//! Guarded staging of an image export.
//!
//! An export is a tar of tars: one directory per layer, named by the
//! layer's full identifier, each holding that layer's `layer.tar`. Every
//! entry's destination is checked against the scratch root before any of
//! its bytes reach the disk.

use std::fs::File;
use std::io::Read;

use layerx_common::error::{LayerxError, Result};
use layerx_common::types::LayerId;

use crate::storage::ScratchDir;

/// Unpacks an export into the scratch directory.
///
/// Returns the number of entries written.
///
/// # Errors
///
/// Returns `LayerxError::UnsafeTarPath` as soon as an entry would land
/// outside the scratch root, or an I/O error if reading or unpacking fails.
pub fn stage_export<R: Read>(export: R, scratch: &ScratchDir) -> Result<usize> {
    let root = scratch.root();
    tracing::info!(target_dir = %root.display(), "staging image export");

    let mut archive = tar::Archive::new(export);
    let entries = archive.entries().map_err(|e| LayerxError::io(root, e))?;

    let mut unpacked = 0;
    for entry in entries {
        let mut entry = entry.map_err(|e| LayerxError::io(root, e))?;
        let name = String::from_utf8_lossy(&entry.path_bytes()).into_owned();

        let Some(dest) = scratch.resolve_entry(&name)? else {
            continue;
        };

        if entry
            .unpack_in(root)
            .map_err(|e| LayerxError::io(&dest, e))?
        {
            unpacked += 1;
        } else {
            tracing::debug!(entry = %name, "export entry skipped by unpacker");
        }
    }

    tracing::info!(entries = unpacked, "image export staged");
    Ok(unpacked)
}

/// Opens a staged layer's payload.
///
/// # Errors
///
/// Returns `LayerxError::NotFound` if the export did not contain the layer.
pub fn open_layer_payload(scratch: &ScratchDir, id: &LayerId) -> Result<File> {
    let path = scratch.layer_tar_path(id);
    if !path.is_file() {
        return Err(LayerxError::NotFound {
            kind: "layer payload",
            id: id.to_string(),
        });
    }
    File::open(&path).map_err(|e| LayerxError::io(&path, e))
}
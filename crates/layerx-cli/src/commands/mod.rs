//! CLI argument definitions and dispatch.

pub mod extract;
pub mod list;

use std::io::Write;
use std::path::PathBuf;

use anyhow::Context;
use clap::Parser;
use layerx_common::config::{Compression, FlattenConfig, SelectionPolicy};
use layerx_common::constants::{APP_NAME, DEFAULT_COMPRESSION_LEVEL, DEFAULT_LOG_LEVEL};
use layerx_flatten::{SelectionSpec, resolve_selection};
use layerx_image::{SavedImageArchive, inspect_layers};
use tracing_subscriber::EnvFilter;

const LOG_LEVELS: [&str; 5] = ["error", "warn", "info", "debug", "trace"];

/// Flatten selected layers of a container image into one tar archive.
///
/// Layer specifications are applied in the order given: a layer named
/// later overwrites or removes content from a layer named earlier. Without
/// a target, the selected layers are described on standard output.
#[derive(Parser, Debug)]
#[allow(clippy::struct_excessive_bools)]
#[command(name = APP_NAME, version, about, long_about = None)]
pub struct Cli {
    /// Repo tag or ID (prefix) of the image whose layers are selected.
    #[arg(value_name = "IMAGE_SPEC")]
    pub image: String,

    /// Saved image archive (`docker save` output, optionally gzipped).
    #[arg(long, env = "LAYERX_ARCHIVE", value_name = "PATH")]
    pub archive: PathBuf,

    /// Selected layer(s): `ID`, `ID:ID` (inclusive range) or a repo tag.
    /// Defaults to every layer from root to leaf.
    #[arg(short, long = "layers", value_name = "LAYER_SPEC")]
    pub layers: Vec<SelectionSpec>,

    /// Reverse the layer order from that specified.
    #[arg(short, long, overrides_with = "no_reverse")]
    pub reverse: bool,

    /// Preserve the layer order as specified (default).
    #[arg(short = 'R', long)]
    pub no_reverse: bool,

    /// Treat a layer specification that selects no known layer as an error.
    #[arg(short, long, env = "LAYERX_STRICT", overrides_with = "no_strict")]
    pub strict: bool,

    /// Ignore layer specifications that select no known layer (default).
    #[arg(short = 'S', long)]
    pub no_strict: bool,

    /// Path to write the archive to (`-` for standard output).
    #[arg(short, long, value_name = "PATH")]
    pub target: Option<String>,

    /// Without a target, print only the layer IDs.
    #[arg(short, long, overrides_with = "no_quiet")]
    pub quiet: bool,

    /// Without a target, print a table of layer details (default).
    #[arg(short = 'Q', long)]
    pub no_quiet: bool,

    /// Overwrite the target archive if it already exists.
    #[arg(short = 'w', long, overrides_with = "no_force")]
    pub force: bool,

    /// Refuse to overwrite an existing target archive (default).
    #[arg(short = 'W', long)]
    pub no_force: bool,

    /// Compress the target archive with gzip.
    #[arg(short = 'z', long, overrides_with_all = ["bzip2", "no_compress"])]
    pub gzip: bool,

    /// Compress the target archive with bzip2.
    #[arg(short = 'j', long, overrides_with_all = ["gzip", "no_compress"])]
    pub bzip2: bool,

    /// Do not compress the target archive (default).
    #[arg(short = 'C', long, overrides_with_all = ["gzip", "bzip2"])]
    pub no_compress: bool,

    /// Compression level for the target archive.
    #[arg(
        long,
        value_name = "0..9",
        default_value_t = DEFAULT_COMPRESSION_LEVEL,
        value_parser = clap::value_parser!(u32).range(0..=9)
    )]
    pub compress_level: u32,

    /// Logging level (overrides `RUST_LOG`; defaults to "warn").
    #[arg(long, env = "LAYERX_LOG_LEVEL", value_parser = LOG_LEVELS)]
    pub log_level: Option<String>,
}

impl Cli {
    /// Builds the run configuration from the parsed flags.
    #[must_use]
    pub fn config(&self) -> FlattenConfig {
        let compression = if self.gzip {
            Compression::Gzip
        } else if self.bzip2 {
            Compression::Bzip2
        } else {
            Compression::None
        };
        FlattenConfig {
            reverse: self.reverse,
            policy: SelectionPolicy::from_strict(self.strict),
            compression,
            compression_level: self.compress_level,
            force: self.force,
            quiet: self.quiet,
        }
    }

    /// Log filter from `--log-level`, then `RUST_LOG`, then the default.
    #[must_use]
    pub fn env_filter(&self) -> EnvFilter {
        match &self.log_level {
            Some(level) => EnvFilter::new(level),
            None => EnvFilter::try_from_default_env()
                .unwrap_or_else(|_| EnvFilter::new(DEFAULT_LOG_LEVEL)),
        }
    }
}

/// Resolves the selection and lists or extracts it.
///
/// # Errors
///
/// Returns an error if the image cannot be inspected, a strict layer
/// specification fails, or the target cannot be written.
pub fn execute(cli: &Cli) -> anyhow::Result<()> {
    let config = cli.config();
    config.validate()?;

    let source = SavedImageArchive::open(&cli.archive)
        .with_context(|| format!("unable to open image archive \"{}\"", cli.archive.display()))?;
    let chain = inspect_layers(&source, &cli.image)
        .with_context(|| format!("unable to inspect image \"{}\"", cli.image))?;
    let selection = resolve_selection(&chain, &cli.layers, config.reverse, config.policy)?;
    let layers = selection.layers(&chain);

    match &cli.target {
        None => {
            let mut stdout = std::io::stdout().lock();
            list::print_layer_info(&mut stdout, &layers, config.quiet, chrono::Utc::now())?;
            stdout.flush()?;
        }
        Some(target) => {
            let summary =
                extract::extract_layers(&source, &layers, selection.top_most_layer_id(), target, &config)?;
            tracing::info!(path = %target, entries = summary.written, "archive written");
        }
    }
    Ok(())
}
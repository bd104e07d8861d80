//! # layerx-common
//!
//! Shared types, error definitions, configuration models, and constants
//! used across the entire layerx workspace.
//!
//! This crate is the leaf of the dependency graph. It depends on no other
//! internal crate and provides the primitives the image, flatten and CLI
//! crates build upon.

#![cfg_attr(test, allow(clippy::expect_used, clippy::unwrap_used))]

pub mod config;
pub mod constants;
pub mod error;
pub mod types;
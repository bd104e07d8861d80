//! Archive extraction, used when a target is given.

use std::fs::{self, OpenOptions};
use std::io::{self, BufWriter, Write};
use std::path::Path;

use anyhow::Context;
use bzip2::write::BzEncoder;
use flate2::write::GzEncoder;
use layerx_common::config::{Compression, FlattenConfig};
use layerx_common::constants::STDOUT_TARGET;
use layerx_common::types::LayerId;
use layerx_flatten::{MergeSummary, flatten_layers};
use layerx_image::{LayerDescriptor, LayerSource};

/// Output stream with optional compression.
pub enum ArchiveWriter<W: Write> {
    /// Uncompressed.
    Plain(W),
    /// gzip-compressed.
    Gzip(GzEncoder<W>),
    /// bzip2-compressed.
    Bzip2(BzEncoder<W>),
}

impl<W: Write> ArchiveWriter<W> {
    /// Wraps `inner` with the requested compression.
    ///
    /// bzip2 has no level 0; it is raised to 1.
    pub fn new(inner: W, compression: Compression, level: u32) -> Self {
        match compression {
            Compression::None => Self::Plain(inner),
            Compression::Gzip => Self::Gzip(GzEncoder::new(inner, flate2::Compression::new(level))),
            Compression::Bzip2 => Self::Bzip2(BzEncoder::new(
                inner,
                bzip2::Compression::new(level.clamp(1, 9)),
            )),
        }
    }

    /// Writes any compression trailer and returns the inner stream.
    ///
    /// # Errors
    ///
    /// Returns an error if the trailer cannot be written.
    pub fn finish(self) -> io::Result<W> {
        match self {
            Self::Plain(inner) => Ok(inner),
            Self::Gzip(encoder) => encoder.finish(),
            Self::Bzip2(encoder) => encoder.finish(),
        }
    }
}

impl<W: Write> Write for ArchiveWriter<W> {
    fn write(&mut self, buf: &[u8]) -> io::Result<usize> {
        match self {
            Self::Plain(inner) => inner.write(buf),
            Self::Gzip(encoder) => encoder.write(buf),
            Self::Bzip2(encoder) => encoder.write(buf),
        }
    }

    fn flush(&mut self) -> io::Result<()> {
        match self {
            Self::Plain(inner) => inner.flush(),
            Self::Gzip(encoder) => encoder.flush(),
            Self::Bzip2(encoder) => encoder.flush(),
        }
    }
}

/// Flattens `layers` into `target`.
///
/// A file target is created fresh unless `config.force` is set, and is
/// removed again if flattening fails.
///
/// # Errors
///
/// Returns an error if the target cannot be opened or written, or if
/// flattening fails.
pub fn extract_layers<S: LayerSource + ?Sized>(
    source: &S,
    layers: &[LayerDescriptor],
    top_most: Option<&LayerId>,
    target: &str,
    config: &FlattenConfig,
) -> anyhow::Result<MergeSummary> {
    if target == STDOUT_TARGET {
        let (mut stdout, summary) = write_archive(
            source,
            layers,
            top_most,
            io::stdout().lock(),
            config.compression,
            config.compression_level,
        )?;
        stdout.flush()?;
        return Ok(summary);
    }

    let path = Path::new(target);
    warn_on_extension_mismatch(path, config.compression);
    let file = open_target(path, config.force)?;

    let result = write_archive(
        source,
        layers,
        top_most,
        BufWriter::new(file),
        config.compression,
        config.compression_level,
    )
    .and_then(|(mut out, summary)| {
        out.flush()
            .with_context(|| format!("unable to write target file \"{target}\""))?;
        Ok(summary)
    });

    if result.is_err() {
        if let Err(e) = fs::remove_file(path) {
            tracing::debug!(path = %target, error = %e, "failed to remove partial target");
        }
    }
    result
}

/// Flattens `layers` into a tar stream written to `sink`.
///
/// # Errors
///
/// Returns an error if flattening fails or the archive cannot be finished.
pub fn write_archive<S, W>(
    source: &S,
    layers: &[LayerDescriptor],
    top_most: Option<&LayerId>,
    sink: W,
    compression: Compression,
    level: u32,
) -> anyhow::Result<(W, MergeSummary)>
where
    S: LayerSource + ?Sized,
    W: Write,
{
    let mut builder = tar::Builder::new(ArchiveWriter::new(sink, compression, level));
    let summary = flatten_layers(source, layers, top_most, &mut builder)?;
    let sink = builder
        .into_inner()
        .and_then(ArchiveWriter::finish)
        .context("unable to finish target archive")?;
    Ok((sink, summary))
}

fn open_target(path: &Path, force: bool) -> anyhow::Result<fs::File> {
    let opened = if force {
        OpenOptions::new()
            .write(true)
            .create(true)
            .truncate(true)
            .open(path)
    } else {
        OpenOptions::new().write(true).create_new(true).open(path)
    };
    opened.with_context(|| format!("unable to open target file \"{}\"", path.display()))
}

/// Whether the target's extension matches the compression.
fn extension_matches(path: &Path, compression: Compression) -> bool {
    compression.extension().is_none_or(|expected| {
        path.extension()
            .is_some_and(|ext| ext.eq_ignore_ascii_case(expected))
    })
}

fn warn_on_extension_mismatch(path: &Path, compression: Compression) {
    if !extension_matches(path, compression) {
        tracing::warn!(
            path = %path.display(),
            compression = %compression,
            "target name doesn't match compression type"
        );
    }
}
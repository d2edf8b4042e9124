#[cfg(test)]
mod tests {
    use crate::app::App;
    use crate::components::{GameState, Phase, Reels};
    use crate::config::Config;

    fn run_until_idle(app: &mut App) -> u32 {
        let mut ticks = 0;
        loop {
            app.on_tick();
            ticks += 1;
            if app.phase() == Phase::Idle {
                return ticks;
            }
            assert!(ticks < 100_000, "spin never finished");
        }
    }

    #[test]
    fn test_game_cycle() {
        let mut config = Config::default();
        config.slot.seed = Some(1234);
        let mut app = App::new(config).unwrap();

        // Play a handful of spins on the widest bet
        app.world.resource_mut::<GameState>().bet = 4;
        let mut expected = 100;
        for _ in 0..5 {
            let balance = app.world.resource::<GameState>().balance;
            if balance < 12 {
                break;
            }

            app.world.resource_mut::<crate::components::Input>().spin = true;
            run_until_idle(&mut app);

            let state = app.world.resource::<GameState>();
            expected = expected - 12 + state.last_win;
            assert_eq!(state.balance, expected);
        }

        let state = app.world.resource::<GameState>();
        assert!(state.spins >= 1);
        assert!(state.total_won >= state.last_win);

        let grid = &app.world.resource::<Reels>().grid;
        assert!(grid.iter().all(|column| column.len() == 3));
    }

    #[test]
    fn test_larger_machine() {
        let mut config = Config::default();
        config.slot.rows = 4;
        config.slot.columns = 4;
        config.slot.seed = Some(8);
        config.slot.highlight_ticks = 1;
        let mut app = App::new(config).unwrap();

        app.world.resource_mut::<crate::components::Input>().spin = true;
        run_until_idle(&mut app);

        let grid = &app.world.resource::<Reels>().grid;
        assert_eq!(grid.len(), 4);
        assert!(grid.iter().all(|column| column.len() == 4));
        assert_eq!(app.world.resource::<GameState>().spins, 1);
    }

    #[test]
    fn test_broke_player_cannot_spin() {
        let mut app = App::new(Config::default()).unwrap();
        app.world.resource_mut::<GameState>().balance = 0;

        app.world.resource_mut::<crate::components::Input>().spin = true;
        app.on_tick();

        assert_eq!(app.phase(), Phase::Idle);
        assert_eq!(app.world.resource::<GameState>().spins, 0);
    }
}
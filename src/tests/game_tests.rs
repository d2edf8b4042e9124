#![warn(clippy::all, clippy::pedantic)]

#[cfg(test)]
mod tests {
    use crate::game::*;
    use crate::layout;
    use crate::symbols::Size;

    #[test]
    fn test_default_grid_fits_the_canvas() {
        let width = layout::extent(COLUMNS, INSTANCE_SIZE, SPACING);
        let height = layout::extent(ROWS, INSTANCE_SIZE, SPACING);

        assert!(width <= CANVAS_WIDTH);
        assert!(height <= CANVAS_HEIGHT);
    }

    #[test]
    fn test_default_window() {
        let margins = layout::margins(
            Size {
                width: CANVAS_WIDTH,
                height: CANVAS_HEIGHT,
            },
            COLUMNS,
            ROWS,
            Size::square(INSTANCE_SIZE),
            SPACING,
        );
        assert_eq!(margins.horizontal, 140.0);
        assert_eq!(margins.vertical, 30.0);
    }

    #[test]
    fn test_bet_table_is_ordered() {
        assert!(!BET_TABLE.is_empty());
        assert_eq!(BET_TABLE[0].0, 1);
        for pair in BET_TABLE.windows(2) {
            assert!(pair[0].0 < pair[1].0);
            assert!(pair[0].1 < pair[1].1);
        }
    }

    #[test]
    fn test_payout_constants() {
        // The last big slot stays above the wildcard value
        let smallest_big = u64::from(MAX_VALUE) - (BIG_VALUE_SLOTS as u64 - 1) * u64::from(WILDCARD_VALUE);
        assert!(smallest_big >= u64::from(DEFAULT_VALUE));
        assert!(MIN_RUN >= 2);
        assert_eq!(HIGHLIGHT_TICKS, TICKS_PER_SECOND * 3 / 2);
    }

    #[test]
    fn test_default_names_carry_one_wildcard() {
        let wilds = DEFAULT_SYMBOL_NAMES
            .iter()
            .filter(|name| name.to_lowercase().contains("wild"))
            .count();
        assert_eq!(wilds, 1);
    }
}
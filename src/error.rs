use thiserror::Error;

/// Configuration defects detected while building the catalog, the line set
/// or the machine layout. None of these are recoverable at runtime.
#[derive(Debug, Clone, PartialEq, Error)]
pub enum SlotError {
    #[error("catalog produced {actual} values, expected {expected}")]
    CatalogSize { expected: usize, actual: usize },

    #[error("payout slot {slot} drops {max_value} below zero in steps of {step}")]
    PayoutUnderflow { max_value: u32, step: u32, slot: usize },

    #[error("catalog has no ordinary symbols")]
    EmptyCatalog,

    #[error("canvas {width}x{height} must be finite and positive")]
    InvalidCanvas { width: f32, height: f32 },

    #[error("grid shape {rows}x{columns} is invalid, both dimensions must be at least 1")]
    InvalidShape { rows: usize, columns: usize },

    #[error("instance size {width}x{height} must be positive")]
    InvalidInstanceSize { width: f32, height: f32 },

    #[error("spacing {0} must be finite and leave a positive pitch between symbols")]
    InvalidSpacing(f32),

    #[error("grid of {grid_width}x{grid_height} does not fit a {canvas_width}x{canvas_height} canvas")]
    GridTooLarge {
        grid_width: f32,
        grid_height: f32,
        canvas_width: f32,
        canvas_height: f32,
    },

    #[error("base animation speed must be finite and positive, got {0}")]
    InvalidSpeed(f32),

    #[error("cost table is empty")]
    NoBets,

    #[error("bet option {index} purchases zero lines")]
    ZeroLineBet { index: usize },
}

..............................

§ What you are asked to do
Give back the records above exactly, limited to the lines between the one holding "let path = Path::new(target);" and the one holding "let opened = if", inclusive.

§ Exercise solution
    let path = Path::new(target);
    warn_on_extension_mismatch(path, config.compression);
    let file = open_target(path, config.force)?;

    let result = write_archive(
        source,
        layers,
        top_most,
        BufWriter::new(file),
        config.compression,
        config.compression_level,
    )
    .and_then(|(mut out, summary)| {
        out.flush()
            .with_context(|| format!("unable to write target file \"{target}\""))?;
        Ok(summary)
    });

    if result.is_err() {
        if let Err(e) = fs::remove_file(path) {
            tracing::debug!(path = %target, error = %e, "failed to remove partial target");
        }
    }
    result
}

/// Flattens `layers` into a tar stream written to `sink`.
///
/// # Errors
///
/// Returns an error if flattening fails or the archive cannot be finished.
pub fn write_archive<S, W>(
    source: &S,
    layers: &[LayerDescriptor],
    top_most: Option<&LayerId>,
    sink: W,
    compression: Compression,
    level: u32,
) -> anyhow::Result<(W, MergeSummary)>
where
    S: LayerSource + ?Sized,
    W: Write,
{
    let mut builder = tar::Builder::new(ArchiveWriter::new(sink, compression, level));
    let summary = flatten_layers(source, layers, top_most, &mut builder)?;
    let sink = builder
        .into_inner()
        .and_then(ArchiveWriter::finish)
        .context("unable to finish target archive")?;
    Ok((sink, summary))
}

fn open_target(path: &Path, force: bool) -> anyhow::Result<fs::File> {
    let opened = if force {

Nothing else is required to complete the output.